El reflejo de prensión palmar está siempre presente en el recién nacido normal; concuerdan en ello los autores que lo investigaron; no obstante, puede ser débil y a veces en resorte durante las horas que siguen al parto. Su ausencia total es signo patológico. Hacia el tercer día de vida ya debe ser enérgico, y es habitual que la mano del recién nacido se aferre vigorosamente a los objetos que estimulan la sensibilidad de sus palmas.
Se ubica esta reacción entre los reflejos cutáneos, pero tiene implicancias sensoriales y posturales: si el objeto colocado en la mano está muy frío o muy caliente, o si punza, raspa, o pellizca, produce una reacción defensiva de retirada que muestra la selectividad de los receptores sensoriales (Stirnimann).
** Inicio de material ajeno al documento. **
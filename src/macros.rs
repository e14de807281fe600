//! Utility macros for the front end.
//!
//! - `MK_TOKEN!` - Creates a Token instance
//! - `MK_SPAN!` - Creates a Span between two byte offsets of a file
//!
//! These macros reduce boilerplate in the lexer implementation.

/// Creates a Token instance.
///
/// # Arguments
///
/// * `$kind` - The TokenKind
/// * `$value` - The token's literal text
/// * `$span` - The source span
///
/// # Example
///
/// ```ignore
/// let token = MK_TOKEN!(TokenKind::Int, "42".to_string(), span);
/// ```
#[macro_export]
macro_rules! MK_TOKEN {
    ($kind:expr, $value:expr, $span:expr) => {
        $crate::lexer::tokens::Token {
            kind: $kind,
            value: $value,
            span: $span,
        }
    };
}

/// Creates a Span covering `$start..$end` within `$file`.
///
/// # Example
///
/// ```ignore
/// let span = MK_SPAN!(lexer.pos, lexer.read_pos, lexer.file);
/// ```
#[macro_export]
macro_rules! MK_SPAN {
    ($start:expr, $end:expr, $file:expr) => {
        $crate::Span {
            start: $crate::Position($start as u32, ::std::rc::Rc::clone(&$file)),
            end: $crate::Position($end as u32, ::std::rc::Rc::clone(&$file)),
        }
    };
}
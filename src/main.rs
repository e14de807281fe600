use std::{
    fs::read_to_string,
    io::{self, Read},
    path::PathBuf,
    process::ExitCode,
    time::Instant,
};

use clap::Parser as ClapParser;
use log::{info, LevelFilter, Log, Metadata, Record};
use monkey_front::{
    display_error,
    lexer::lexer::tokenize,
    parser::parser::parse,
};

/// Tokenize and parse a program, printing its canonical form.
#[derive(ClapParser, Debug)]
#[command(name = "monkey-front", version)]
struct Cli {
    /// Source file to parse. Standard input is read when neither a file nor
    /// --eval is given.
    file: Option<PathBuf>,

    /// Parse inline source instead of a file
    #[arg(short, long, conflicts_with = "file")]
    eval: Option<String>,

    /// Print the token stream instead of the parsed program
    #[arg(long)]
    tokens: bool,

    /// Log parser progress to stderr
    #[arg(short, long)]
    verbose: bool,
}

struct StderrLogger;

impl Log for StderrLogger {
    fn enabled(&self, metadata: &Metadata) -> bool {
        metadata.level() <= log::max_level()
    }

    fn log(&self, record: &Record) {
        if self.enabled(record.metadata()) {
            eprintln!("[{}] {}", record.level(), record.args());
        }
    }

    fn flush(&self) {}
}

static LOGGER: StderrLogger = StderrLogger;

fn main() -> ExitCode {
    let cli = Cli::parse();

    if cli.verbose && log::set_logger(&LOGGER).is_ok() {
        log::set_max_level(LevelFilter::Debug);
    }

    let (source, file_name) = match read_source(&cli) {
        Ok(input) => input,
        Err(e) => {
            eprintln!("Error: could not read input: {}", e);
            return ExitCode::FAILURE;
        }
    };

    if cli.tokens {
        for token in tokenize(source, Some(file_name)) {
            token.debug();
        }
        return ExitCode::SUCCESS;
    }

    let start = Instant::now();
    let (program, errors) = parse(source.clone(), Some(file_name));
    info!("Parsed in {:?}", start.elapsed());

    if !errors.is_empty() {
        for error in &errors {
            eprintln!("{}", error);
        }
        for error in &errors {
            display_error(error, &source);
        }
        return ExitCode::FAILURE;
    }

    println!("{}", program);

    ExitCode::SUCCESS
}

fn read_source(cli: &Cli) -> io::Result<(String, String)> {
    if let Some(code) = &cli.eval {
        return Ok((code.clone(), String::from("eval")));
    }

    if let Some(path) = &cli.file {
        let file_name = path
            .file_name()
            .map(|name| name.to_string_lossy().into_owned())
            .unwrap_or_else(|| path.to_string_lossy().into_owned());
        return Ok((read_to_string(path)?, file_name));
    }

    let mut source = String::new();
    io::stdin().read_to_string(&mut source)?;
    Ok((source, String::from("stdin")))
}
La influencia de la postura se evidencia con la maniobra descrita por André-Thomas (1952): con la mano extendida sobre el antebrazo, la prensión palmar es mucho más intensa que con la muñeca flexionada. Asimismo, puesto el niño en decúbito lateral, la mano del miembro que queda arriba reacciona mucho más vivamente que la que queda debajo, contra el plano de apoyo; esto rememora el rol del reflejo de prensión palmar en el mantenimiento de la postura de los primates pequeños. La semejanza del reflejo de prensión palmar en el recién nacido y el macacus rhesus fue detalladamente estudiada por Richter quien concluye que dicho reflejo representa una función filogenéticamente establecida.
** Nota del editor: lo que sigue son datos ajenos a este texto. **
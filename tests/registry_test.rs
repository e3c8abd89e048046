use bakery::{BakeryLock, ThreadRegistry};
use std::collections::HashSet;
use std::sync::Barrier;
use std::thread;

#[test]
fn test_same_thread_keeps_its_slot() {
    let registry = ThreadRegistry::<4>::new();
    assert!(registry.is_empty());
    assert!(registry.current_slot().is_none());

    let first = registry.slot_for_current_thread().unwrap();
    let second = registry.slot_for_current_thread().unwrap();

    assert_eq!(first, second);
    assert_eq!(first.index(), 0);
    assert_eq!(registry.current_slot(), Some(first));
    assert_eq!(registry.len(), 1);
}

#[test]
fn test_racing_threads_get_distinct_dense_slots() {
    const THREADS: usize = 8;
    let registry = ThreadRegistry::<THREADS>::new();
    let barrier = Barrier::new(THREADS);
    let (registry_ref, barrier) = (&registry, &barrier);

    let slots: Vec<_> = thread::scope(|s| {
        let handles: Vec<_> = (0..THREADS)
            .map(|_| {
                s.spawn(move || {
                    barrier.wait();
                    registry_ref.slot_for_current_thread().unwrap()
                })
            })
            .collect();
        handles.into_iter().map(|h| h.join().unwrap()).collect()
    });

    let indices: HashSet<_> = slots.iter().map(|slot| slot.index()).collect();
    assert_eq!(indices, (0..THREADS).collect::<HashSet<_>>());
    assert!(registry.is_full());
}

#[test]
fn test_full_registry_rejects_newcomers_only() {
    let registry = ThreadRegistry::<2>::new();
    let mine = registry.slot_for_current_thread().unwrap();

    thread::scope(|s| {
        s.spawn(|| registry.slot_for_current_thread().unwrap())
            .join()
            .unwrap();
    });

    thread::scope(|s| {
        let err = s
            .spawn(|| registry.slot_for_current_thread().unwrap_err())
            .join()
            .unwrap();
        assert_eq!(err.capacity(), 2);
    });

    // Existing owners still resolve.
    assert_eq!(registry.slot_for_current_thread(), Ok(mine));
    assert_eq!(registry.len(), 2);
}

#[test]
fn test_dump_lists_threads_in_slot_order() {
    let lock = BakeryLock::<3>::new();
    let main_slot = lock.register().unwrap();

    let worker_id = thread::scope(|s| {
        s.spawn(|| {
            lock.register().unwrap();
            thread::current().id()
        })
        .join()
        .unwrap()
    });

    let dump = lock.dump();
    assert_eq!(dump.len(), 2);
    assert_eq!(dump[0], (thread::current().id(), main_slot));
    assert_eq!(dump[1].0, worker_id);
    assert_eq!(dump[1].1.index(), 1);
}

#[test]
fn test_registration_does_not_touch_lock_state() {
    let lock = BakeryLock::<2>::new();
    let slot = lock.register().unwrap();

    assert_eq!(lock.ticket(slot), 0);
    assert!(!lock.is_choosing(slot));
    assert_eq!(lock.snapshot().registered(), 1);
    assert!(lock.snapshot().is_quiescent());
}
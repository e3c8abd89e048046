use core::{
    fmt,
    sync::atomic::{AtomicUsize, Ordering},
};

/// An `AtomicUsize` restricted to sequentially-consistent loads and stores.
///
/// There is deliberately no `fetch_add` or `compare_exchange`: a value is only
/// ever written by a single owner, and readers observe it with plain loads.
#[repr(transparent)]
pub struct SeqCstUsize {
    inner: AtomicUsize,
}

impl SeqCstUsize {
    /// Creates a new cell holding `value`.
    #[inline(always)]
    pub const fn new(value: usize) -> Self {
        Self {
            inner: AtomicUsize::new(value),
        }
    }

    /// Loads the current value.
    #[inline(always)]
    pub fn load(&self) -> usize {
        self.inner.load(Ordering::SeqCst)
    }

    /// Stores a new value.
    #[inline(always)]
    pub fn store(&self, value: usize) {
        self.inner.store(value, Ordering::SeqCst);
    }

    /// Returns the value through exclusive access.
    #[inline]
    pub fn into_inner(self) -> usize {
        self.inner.into_inner()
    }
}

impl Default for SeqCstUsize {
    fn default() -> Self {
        Self::new(0)
    }
}

impl fmt::Debug for SeqCstUsize {
    fn fmt(&self, f: &mut fmt::Formatter<'_>) -> fmt::Result {
        fmt::Debug::fmt(&self.load(), f)
    }
}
Para determinar la presencia y la intensidad de esta reacción, los pediatras suelen utilizar la maniobra semiológica que consiste en suspender al niño, prendido con ambas manos de los dedos del observador (fig. 86).
Las características y la evolución de la suspensión por prensión palmar fueron estudiadas por McGraw en noventa y un niños, desde los primeros días de vida hasta más allá del primer año. Sus observaciones coinciden con la experiencia recogida en los consultorios de clínica pediátrica: la posibilidad de elevar al bebe de su plano de apoyo por medio de la prensión palmar aumenta desde el nacimiento para ser máxima hacia fines del primer mes; luego se atenúa progresivamente, hasta desaparecer durante el tercer mes, en cuyo transcurso es frecuente observar la respuesta “en resorte”: el niño flexiona sus dedos en torno a los del médico pero la reacción tónica flexora no alcanza a mantenerlo suspendido y, luego de despegar la cabeza y el dorso del plano de la mesa, va dejándose deslizar hasta quedar nuevamente en decúbito dorsal.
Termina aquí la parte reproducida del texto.